- ASSIGNED TASK -
Write out the following listing's lines from the one with "fill_missing_pages(&mut pages, page_count, &e.to_string());" to the one with "let text = assemble_text(&pages);", exactly, with both included and no others.

- DATA RECORDS -
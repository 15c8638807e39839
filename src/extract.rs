//! Document extraction: rasterise, extract every page, assemble the text.
//!
//! ## Data flow
//!
//! ```text
//! spawn_blocking ──mpsc(workers)──▶ ReceiverStream ──buffered(width)──▶ sort ──▶ assemble
//!  (rasteriser)     RenderEvent       extract_page per page               by index
//! ```
//!
//! The rasteriser thread can only run `workers` pages ahead of the
//! extractors, so at most a handful of rendered bitmaps are alive at once.
//! `buffered` keeps up to `width` extractor calls in flight and yields them
//! in submission order; sequential mode is simply `width = 1`.

use crate::config::ExtractionConfig;
use crate::error::{ExtractError, PageError};
use crate::output::{DocumentMetadata, ExtractionOutput, ExtractionStats, PageResult};
use crate::pipeline::input;
use crate::pipeline::page::{extract_page, PageContext, TextExtractor};
use crate::pipeline::render::{PdfiumRasterizer, Rasterizer, RenderSink, RenderedPage};
use crate::progress::ExtractionProgressCallback;
use crate::provider::ProviderClient;
use futures::future;
use futures::stream::StreamExt;
use std::io::Write;
use std::path::Path;
use std::sync::Arc;
use std::time::Instant;
use tokio::sync::mpsc;
use tokio_stream::wrappers::ReceiverStream;
use tracing::{debug, info, warn};

/// What the rasteriser thread sends to the extraction side.
enum RenderEvent {
    Opened { page_count: usize },
    Page(RenderedPage),
}

/// [`RenderSink`] that forwards into a bounded channel, blocking the
/// rasteriser thread while the channel is full.
struct ChannelSink {
    tx: mpsc::Sender<RenderEvent>,
}

impl RenderSink for ChannelSink {
    fn document_opened(&mut self, page_count: usize) -> bool {
        self.tx
            .blocking_send(RenderEvent::Opened { page_count })
            .is_ok()
    }

    fn page_rendered(&mut self, page: RenderedPage) -> bool {
        self.tx.blocking_send(RenderEvent::Page(page)).is_ok()
    }
}

/// Extract the text of a PDF held in memory, with explicit collaborators.
///
/// This is the core of the crate; [`extract`] and friends only resolve the
/// input and the provider before calling it.
///
/// # Errors
/// * The rasteriser's fatal error if the document could not be opened.
/// * [`ExtractError::ExtractionFailed`] if no page produced any text,
///   including documents without pages.
pub async fn extract_document(
    pdf: Vec<u8>,
    rasterizer: Arc<dyn Rasterizer>,
    extractor: &dyn TextExtractor,
    config: &ExtractionConfig,
) -> Result<ExtractionOutput, ExtractError> {
    let total_start = Instant::now();
    let (tx, mut rx) = mpsc::channel(config.concurrency.workers());
    let scale = config.scale;

    let render_task = tokio::task::spawn_blocking(move || {
        let mut sink = ChannelSink { tx };
        rasterizer.rasterize(&pdf, scale, &mut sink)
    });

    let page_count = match rx.recv().await {
        Some(RenderEvent::Opened { page_count }) => page_count,
        Some(RenderEvent::Page(_)) => {
            return Err(ExtractError::Internal(
                "Rasteriser produced a page before opening the document".into(),
            ))
        }
        None => {
            // The sender is gone without announcing a document: the task's
            // result says why.
            return match render_task.await {
                Ok(Err(e)) => Err(e),
                Ok(Ok(())) => Err(ExtractError::Internal(
                    "Rasteriser finished without opening the document".into(),
                )),
                Err(e) => Err(ExtractError::Internal(format!("Render task panicked: {e}"))),
            };
        }
    };
    let render_open_ms = total_start.elapsed().as_millis() as u64;

    let width = config.concurrency.width(page_count);
    info!("Extracting {} pages ({} in flight)", page_count, width);

    let progress = config.progress_callback.as_deref();
    if let Some(cb) = progress {
        cb.on_extraction_start(page_count);
    }

    let ctx = PageContext {
        extractor,
        profile: &config.image_profile,
        retry: &config.retry,
        sleeper: config.sleeper.as_ref(),
    };

    let mut pages: Vec<PageResult> = ReceiverStream::new(rx)
        .filter_map(|event| {
            future::ready(match event {
                RenderEvent::Page(page) => Some(page),
                RenderEvent::Opened { .. } => None,
            })
        })
        .map(|page| process_page(page, ctx, page_count, progress))
        .buffered(width)
        .collect()
        .await;

    match render_task.await {
        Ok(Ok(())) => {}
        Ok(Err(e)) => {
            warn!("Rasteriser stopped after {} of {} pages: {}", pages.len(), page_count, e);
            fill_missing_pages(&mut pages, page_count, &e.to_string());
        }
        Err(e) => return Err(ExtractError::Internal(format!("Render task panicked: {e}"))),
    }
    if pages.len() < page_count {
        fill_missing_pages(&mut pages, page_count, "page was never rendered");
    }

    pages.sort_by_key(|p| p.index);

    let text = assemble_text(&pages);
    let mut stats = ExtractionStats::from_pages(&pages);
    stats.render_open_ms = render_open_ms;
    stats.total_duration_ms = total_start.elapsed().as_millis() as u64;

    if let Some(cb) = progress {
        cb.on_extraction_complete(page_count, page_count.saturating_sub(stats.failed_pages));
    }

    if text.is_empty() {
        let first_error = pages
            .iter()
            .find_map(|p| p.error.as_ref())
            .map(|e| e.to_string());
        return Err(ExtractError::ExtractionFailed {
            total_pages: page_count,
            first_error,
        });
    }

    info!(
        "Extraction complete: {}/{} pages with text, {} failed, {}ms",
        stats.pages_with_text, page_count, stats.failed_pages, stats.total_duration_ms
    );

    Ok(ExtractionOutput { text, pages, stats })
}

/// Run one rendered page through the extractor, reporting progress.
async fn process_page(
    page: RenderedPage,
    ctx: PageContext<'_>,
    total_pages: usize,
    progress: Option<&dyn ExtractionProgressCallback>,
) -> PageResult {
    let page_num = page.index + 1;
    if let Some(cb) = progress {
        cb.on_page_start(page_num, total_pages);
    }

    let result = match page.image {
        Ok(image) => extract_page(page.index, image, ctx).await,
        Err(error) => {
            warn!("{}", error);
            PageResult::failed(page.index, 0, 0, error)
        }
    };

    if let Some(cb) = progress {
        match &result.error {
            None => cb.on_page_complete(page_num, total_pages, result.text.len()),
            Some(e) => cb.on_page_error(page_num, total_pages, &e.to_string()),
        }
    }
    result
}

/// Record a render failure for every announced page that never arrived.
fn fill_missing_pages(pages: &mut Vec<PageResult>, page_count: usize, detail: &str) {
    let mut seen = vec![false; page_count];
    for p in pages.iter() {
        if let Some(slot) = seen.get_mut(p.index) {
            *slot = true;
        }
    }
    for (index, _) in seen.iter().enumerate().filter(|(_, seen)| !**seen) {
        pages.push(PageResult::failed(
            index,
            0,
            0,
            PageError::RenderFailed {
                page: index + 1,
                detail: detail.to_string(),
            },
        ));
    }
}

/// Join page texts in page order.
///
/// Pages whose text is blank are skipped; every other page is followed by a
/// newline, and trailing whitespace of the whole result is removed.
pub fn assemble_text(pages: &[PageResult]) -> String {
    let mut text = String::new();
    for page in pages.iter().filter(|p| !p.text.trim().is_empty()) {
        text.push_str(&page.text);
        text.push('\n');
    }
    text.truncate(text.trim_end().len());
    text
}

// ── Convenience entry points ─────────────────────────────────────────────

/// Extract the text of a PDF file or URL.
///
/// This is the primary entry point for the library. The provider is
/// resolved from `config` and the environment (see
/// [`crate::provider::resolve_provider`]); pages are rendered with pdfium.
///
/// # Example
/// ```rust,no_run
/// use contract_ocr::{extract, ExtractionConfig};
///
/// # #[tokio::main]
/// # async fn main() -> Result<(), Box<dyn std::error::Error>> {
/// let output = extract("lease.pdf", &ExtractionConfig::default()).await?;
/// println!("{}", output.text);
/// # Ok(())
/// # }
/// ```
pub async fn extract(
    input: impl AsRef<str>,
    config: &ExtractionConfig,
) -> Result<ExtractionOutput, ExtractError> {
    let input = input.as_ref();
    info!("Starting extraction: {}", input);
    let pdf = input::load_input(input, config.download_timeout_secs).await?;
    extract_from_bytes(pdf, config).await
}

/// Extract the text of PDF bytes already in memory.
pub async fn extract_from_bytes(
    bytes: impl Into<Vec<u8>>,
    config: &ExtractionConfig,
) -> Result<ExtractionOutput, ExtractError> {
    let bytes = bytes.into();
    input::check_magic(&bytes, "<in-memory bytes>")?;

    let client = ProviderClient::from_config(config)?;
    let rasterizer = Arc::new(PdfiumRasterizer::from_config(config));
    extract_document(bytes, rasterizer, &client, config).await
}

/// Synchronous wrapper around [`extract`].
///
/// Creates a temporary tokio runtime internally; do not call from inside one.
pub fn extract_sync(
    input: impl AsRef<str>,
    config: &ExtractionConfig,
) -> Result<ExtractionOutput, ExtractError> {
    tokio::runtime::Runtime::new()
        .map_err(|e| ExtractError::Internal(format!("Failed to create tokio runtime: {}", e)))?
        .block_on(extract(input, config))
}

/// Extract a PDF and write the text to `output_path`.
///
/// The file is written atomically: readers never see a partial file.
pub async fn extract_to_file(
    input: impl AsRef<str>,
    output_path: impl AsRef<Path>,
    config: &ExtractionConfig,
) -> Result<ExtractionStats, ExtractError> {
    let output = extract(input, config).await?;
    let path = output_path.as_ref().to_path_buf();
    let text = output.text;

    tokio::task::spawn_blocking(move || write_text_atomic(&path, &text))
        .await
        .map_err(|e| ExtractError::Internal(format!("Write task panicked: {e}")))??;

    Ok(output.stats)
}

/// Write `contents`, newline-terminated, to `path` via a temp file in the
/// same directory, then rename over the target.
pub fn write_text_atomic(path: &Path, contents: &str) -> Result<(), ExtractError> {
    let fail = |source: std::io::Error| ExtractError::OutputWriteFailed {
        path: path.to_path_buf(),
        source,
    };

    let parent = match path.parent() {
        Some(p) if !p.as_os_str().is_empty() => p,
        _ => Path::new("."),
    };
    std::fs::create_dir_all(parent).map_err(fail)?;

    let mut tmp = tempfile::NamedTempFile::new_in(parent).map_err(fail)?;
    tmp.write_all(contents.as_bytes()).map_err(fail)?;
    if !contents.is_empty() && !contents.ends_with('\n') {
        tmp.write_all(b"\n").map_err(fail)?;
    }
    tmp.persist(path).map_err(|e| fail(e.error))?;

    debug!("Wrote {} bytes to {}", contents.len(), path.display());
    Ok(())
}

/// Read PDF metadata without extracting any text.
///
/// Does not require an LLM provider or API key.
pub async fn inspect(input: impl AsRef<str>) -> Result<DocumentMetadata, ExtractError> {
    inspect_with(input, &ExtractionConfig::default()).await
}

/// [`inspect`] honouring the password, pdfium library and download timeout
/// of `config`.
pub async fn inspect_with(
    input: impl AsRef<str>,
    config: &ExtractionConfig,
) -> Result<DocumentMetadata, ExtractError> {
    let pdf = input::load_input(input.as_ref(), config.download_timeout_secs).await?;
    let rasterizer = PdfiumRasterizer::from_config(config);

    tokio::task::spawn_blocking(move || rasterizer.metadata(&pdf))
        .await
        .map_err(|e| ExtractError::Internal(format!("Metadata task panicked: {}", e)))?
}

#[cfg(test)]
mod tests {
    use super::*;

    fn page(index: usize, text: &str) -> PageResult {
        PageResult {
            index,
            text: text.into(),
            attempts: 1,
            duration_ms: 0,
            error: None,
        }
    }

    #[test]
    fn assemble_skips_blank_pages() {
        let pages = [page(0, "one"), page(1, "  \n"), page(2, "three")];
        assert_eq!(assemble_text(&pages), "one\nthree");
    }

    #[test]
    fn assemble_trims_trailing_whitespace_only() {
        let pages = [page(0, "  indented"), page(1, "last  ")];
        assert_eq!(assemble_text(&pages), "  indented\nlast");
    }

    #[test]
    fn assemble_of_nothing_is_empty() {
        assert_eq!(assemble_text(&[]), "");
        assert_eq!(assemble_text(&[page(0, "")]), "");
    }

    #[test]
    fn missing_pages_are_filled_as_render_failures() {
        let mut pages = vec![page(0, "a"), page(2, "c")];
        fill_missing_pages(&mut pages, 4, "stopped");
        pages.sort_by_key(|p| p.index);

        let indices: Vec<_> = pages.iter().map(|p| p.index).collect();
        assert_eq!(indices, vec![0, 1, 2, 3]);
        assert!(matches!(
            pages[1].error,
            Some(PageError::RenderFailed { page: 2, .. })
        ));
        assert!(pages[3].text.is_empty());
    }

    #[test]
    fn atomic_write_creates_parent_and_file() {
        let dir = tempfile::tempdir().unwrap();
        let path = dir.path().join("out").join("lease.txt");

        write_text_atomic(&path, "Clause 1").unwrap();

        assert_eq!(std::fs::read_to_string(&path).unwrap(), "Clause 1\n");
        let leftovers = std::fs::read_dir(path.parent().unwrap()).unwrap().count();
        assert_eq!(leftovers, 1, "no temp file left behind");
    }
}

- WORKED SOLUTION -
            fill_missing_pages(&mut pages, page_count, &e.to_string());
        }
        Err(e) => return Err(ExtractError::Internal(format!("Render task panicked: {e}"))),
    }
    if pages.len() < page_count {
        fill_missing_pages(&mut pages, page_count, "page was never rendered");
    }

    pages.sort_by_key(|p| p.index);

    let text = assemble_text(&pages);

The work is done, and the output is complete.